XIV LEGISLATURA

PROGETTO DI LEGGE - N. 973




        Onorevoli Colleghi! - In data 18 gennaio 2001, alla fine della XIII legislatura, la Commissione giustizia della Camera dei deputati ha deliberato un'indagine conoscitiva sulle archiviazioni di 695 fascicoli, contenenti denunce di crimini nazifascisti commessi nel corso della seconda guerra mondiale, e riguardanti circa 15 mila vittime.
        L'indagine è nata dall'esigenza di verificare le cause di tali archiviazioni, le quali, già da un primo esame, risultano essere anomale in ragione sia del contenuto stesso dei fascicoli rinvenuti sia delle modalità della loro conservazione.
        I fascicoli vengono rinvenuti nell'estate del 1994, chiusi in un armadio, con le porte sigillate e rivolto verso la parete, situato in uno stanzino, chiuso da un cancello di ferro, a Palazzo Cesi, sede della procura generale militare, anziché nell'archivio degli atti dei tribunali di guerra soppressi e del Tribunale speciale per la difesa dello Stato.
        Il materiale ritrovato è costituito in gran parte da denunce e atti di indagine di organi di polizia italiani e di commissioni di inchiesta angloamericane sui crimini di guerra, raccolti e trattenuti in un archivio, invece di essere inviati ai magistrati competenti per le opportune iniziative e l'esercizio dell'azione penale.
        In ciascuna delle pratiche è impressa la dicitura "archiviazione provvisoria" facendo riferimento ad un istituto giuridico che risulta inesistente, dicitura che comunque è stata apposta su iniziativa della procura generale militare presso il tribunale supremo militare, organo giudiziario soppresso nel 1981, le cui funzioni sono passate alla procura generale militare presso la Corte di cassazione.
        Un tale iter ha fatto pensare che i documenti siano stati occultati, piuttosto che archiviati, e ha indotto il Consiglio della magistratura militare a deliberare, in data 7 maggio 1996, un'indagine conoscitiva per stabilire "le dimensioni, le cause, e le modalità della provvisoria archiviazione e del trattenimento nell'ambito della Procura generale Militare presso il Tribunale Supremo Militare di procedimenti per crimini di guerra". L'indagine si è conclusa con la deliberazione di una relazione conclusiva.
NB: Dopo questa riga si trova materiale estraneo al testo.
// tests/watch_debounce.rs

mod common;
use crate::common::{init_tracing, wait_until};

use std::error::Error;
use std::path::PathBuf;
use std::sync::{Arc, Mutex};
use std::time::Duration;

use buildwatch::types::ReloadOptions;
use buildwatch::watch::{
    attach, spawn_manual, ChangeBatch, ChangeKind, FileChangeEvent, OnBatch, WatchFilter,
};

type TestResult = Result<(), Box<dyn Error>>;

fn recorder() -> (OnBatch, Arc<Mutex<Vec<ChangeBatch>>>) {
    let batches = Arc::new(Mutex::new(Vec::new()));
    let sink = Arc::clone(&batches);
    let on_batch: OnBatch = Arc::new(move |batch| sink.lock().unwrap().push(batch));
    (on_batch, batches)
}

fn filter(roots: &[PathBuf]) -> WatchFilter {
    WatchFilter::new(&ReloadOptions::default(), roots).unwrap()
}

fn modified(path: &str) -> FileChangeEvent {
    FileChangeEvent::new(path, ChangeKind::Modified)
}

#[tokio::test]
async fn burst_of_events_becomes_one_deduplicated_batch() -> TestResult {
    init_tracing();
    let (on_batch, batches) = recorder();
    let handle = spawn_manual(filter(&[]), Duration::from_millis(50), on_batch);

    for _ in 0..3 {
        handle.inject(modified("/p/src/app/core.cljs"));
        handle.inject(modified("/p/src/app/util.cljs"));
    }
    handle.inject(modified("/p/src/app/style.js"));

    assert!(wait_until(Duration::from_secs(2), || !batches.lock().unwrap().is_empty()).await);
    tokio::time::sleep(Duration::from_millis(120)).await;

    let batches = batches.lock().unwrap();
    assert_eq!(batches.len(), 1);
    let batch = &batches[0];
    assert_eq!(batch.len(), 3);
    assert_eq!(
        batch.compiled_source_files(),
        &[PathBuf::from("/p/src/app/core.cljs"), PathBuf::from("/p/src/app/util.cljs")]
    );
    assert_eq!(batch.support_files(), &[PathBuf::from("/p/src/app/style.js")]);
    Ok(())
}

#[tokio::test]
async fn each_new_event_restarts_the_quiet_period() -> TestResult {
    let (on_batch, batches) = recorder();
    let handle = spawn_manual(filter(&[]), Duration::from_millis(150), on_batch);

    for i in 0..5 {
        handle.inject(modified(&format!("/p/src/f{i}.cljs")));
        tokio::time::sleep(Duration::from_millis(40)).await;
    }
    // 200ms since the first event, but only 40ms since the last one.
    assert!(batches.lock().unwrap().is_empty());

    assert!(wait_until(Duration::from_secs(2), || !batches.lock().unwrap().is_empty()).await);
    assert_eq!(batches.lock().unwrap()[0].len(), 5);
    Ok(())
}

#[tokio::test]
async fn filtered_events_never_produce_a_batch() -> TestResult {
    let (on_batch, batches) = recorder();
    let handle = spawn_manual(filter(&[]), Duration::from_millis(20), on_batch);

    handle.inject(modified("/p/README.md"));
    handle.inject(modified("/p/src/.#core.cljs"));
    handle.inject(modified("/p/src/core.cljs~"));
    handle.inject(modified("/p/src/core.cljs.swp"));

    tokio::time::sleep(Duration::from_millis(150)).await;
    assert!(batches.lock().unwrap().is_empty());
    Ok(())
}

#[test]
fn exclude_globs_apply_relative_to_the_watch_root() -> TestResult {
    let options = ReloadOptions {
        exclude: vec!["vendor/**".to_string()],
        ..ReloadOptions::default()
    };
    let filter = WatchFilter::new(&options, &[PathBuf::from("/p/src")])?;

    assert!(!filter.matches(&PathBuf::from("/p/src/vendor/lib.js")));
    assert!(filter.matches(&PathBuf::from("/p/src/app/core.cljs")));
    Ok(())
}

#[tokio::test]
async fn detaching_discards_pending_events() -> TestResult {
    let (on_batch, batches) = recorder();
    let handle = spawn_manual(filter(&[]), Duration::from_millis(50), on_batch);

    handle.inject(modified("/p/src/app/core.cljs"));
    tokio::time::sleep(Duration::from_millis(10)).await;
    handle.detach();

    tokio::time::sleep(Duration::from_millis(150)).await;
    assert!(batches.lock().unwrap().is_empty());
    Ok(())
}

#[tokio::test]
async fn attach_reports_real_file_changes() -> TestResult {
    init_tracing();
    let dir = tempfile::tempdir()?;
    let src = dir.path().join("src");
    std::fs::create_dir_all(&src)?;

    let (on_batch, batches) = recorder();
    let handle = attach(&[src.clone()], filter(&[src.clone()]), Duration::from_millis(30), on_batch)?;

    tokio::time::sleep(Duration::from_millis(100)).await;
    std::fs::write(src.join("core.cljs"), "(ns core)")?;

    let seen = wait_until(Duration::from_secs(5), || {
        batches
            .lock()
            .unwrap()
            .iter()
            .any(|b| b.compiled_source_files().iter().any(|p| p.ends_with("core.cljs")))
    })
    .await;
    assert!(seen, "no batch for the written file");

    handle.detach();
    Ok(())
}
        Nonostante l'obiettivo dell'indagine fosse strettamente connesso ai compiti istituzionali del Consiglio della magistratura militare, per cui si trattava in primo luogo di verificare se vi fossero responsabilità di magistrati militari ancora in vita nell'occultamento dei fascicoli in questione, sono emersi dei fatti di estrema importanza per la ricostruzione storica della vicenda, che ha assunto sempre più una valenza politica, piuttosto che giuridica.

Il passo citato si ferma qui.